No, you did all you could. FWIW, on a large stream restoration project I'm involved with, we just had hundreds of various bare-root woodland species installed exactly as you described. And of course, it's a lot colder up here already. So.......what do you do? Hope for the best, basically, If no snow arrives, that is what would most concern me up here. Where you are, I'd imagine snow cover is a much less certain thing. But then again, you won't see the fridgid cold we'll likely get either.

Just bury the crowns with a small amouont of soil-just enough to cover them up and hold them down. A lot of ours have erosion mat over them too, which I believe to be helpful for our conditions.

+oM

Save    
Thank you for reporting this comment. Undo
agardenstateof_mind(USDA Zone 7 (Coastal NJ))

What Tom said, but I'd suggest adding a 2-3" layer of organic mulch to help stabilize soil temperature and minimize the chance of frost heave. Remember that air changes temperature more quickly than the soil temperature, so you probably have a while yet before the ground gets really cold.

Save    
Thank you for reporting this comment. Undo
AJD1221(6a-IN)

This seems to be the exact opposite of winter sowing seeds. Whereas you want frost heaving to help the seeds to germinate when winter sowing, you want to avoid it with roots, correct? I wonder if Mother Nature knows this and allows the roots to grow at the right depth to prevent this?

Save    
Thank you for reporting this comment. Undo
agkistrodon(6/7)

Yes, may be true but there's another factor w/rootstock. The region where the rootstock originates....especially in fall....may not be the same as the one it's being planted in and this was really my problem! The rootstock actually had stems and the stems had new growth, i.e. new leaves growing on it when it arrived. My property has its own micro climate and we had frost the morning after I planted the rootstock! Luckily most of it was hardy stuff like joe pye and coneflowers but I understand that cardinal flowers are a LOT more sensitive. Seeds, conversely germinate in the climate you are going to plant them in (unless of course you're giving them to someone else in another place :) so they generally have an easier time adjusting weather-wise...maybe?

Save    
Thank you for reporting this comment. Undo
agardenstateof_mind(USDA Zone 7 (Coastal NJ))

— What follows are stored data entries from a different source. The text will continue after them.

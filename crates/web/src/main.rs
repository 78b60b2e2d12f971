mod api;
mod metrics;

use anyhow::Result;
use std::net::SocketAddr;
use std::sync::Arc;

#[tokio::main]
async fn main() -> Result<()> {
    let config = common::config::Config::load()?;

    let (dispatch, _otel_guard) =
        common::observability::build_dispatch("web", &config.general.log_level);
    tracing::dispatcher::set_global_default(dispatch).map_err(anyhow::Error::msg)?;

    if let Some(parent) = std::path::Path::new(&config.database.path).parent() {
        std::fs::create_dir_all(parent)?;
    }
    let db = common::db::AsyncDb::open(&config.database.path).await?;

    let handle = metrics::init_global()?;

    let web_port = config.web.as_ref().map_or(8080, |w| w.port);
    let web_host = config
        .web
        .as_ref()
        .map_or("0.0.0.0".to_string(), |w| w.host.clone());

    let state = Arc::new(api::AppState::new(&db, &config, Some(handle)));
    if state.api_key.is_none() {
        tracing::warn!("no web.api_key configured; verification writes are unauthenticated");
    }

    let app = api::router(state);
    let addr: SocketAddr = format!("{web_host}:{web_port}").parse()?;
    tracing::info!(%addr, "trusttrade api listening");
    let listener = tokio::net::TcpListener::bind(addr).await?;
    axum::serve(listener, app).await?;
    Ok(())
}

Frost heave can push roots out of the ground - not good for either wintersown seeds, seedlings or fully grown plants. The advantage with winter sowing is the effect the natural temperature fluctuations; these, together with the moisture, can help weaken a heavy seed coat, allowing germination without scarification.

As for the root stock - Where did it come from? If coming from any temperate region, by now I should think the current season's leaves have already done their task and the plant won't miss tremendously any that are lost at this point. I still think you've done the best you can and suggest a layer of mulch to conserve moisture (cardinal flower does like a moist site) and stabilize the soil temperature - for now it will slow down the cooling (if you wonder how much, go sit in a pile of shredded leaves ... you might be surprised at their insulation value). Later on, the mulch will help protect the soil from excessive warming on those inevitable mild and sunny days in winter.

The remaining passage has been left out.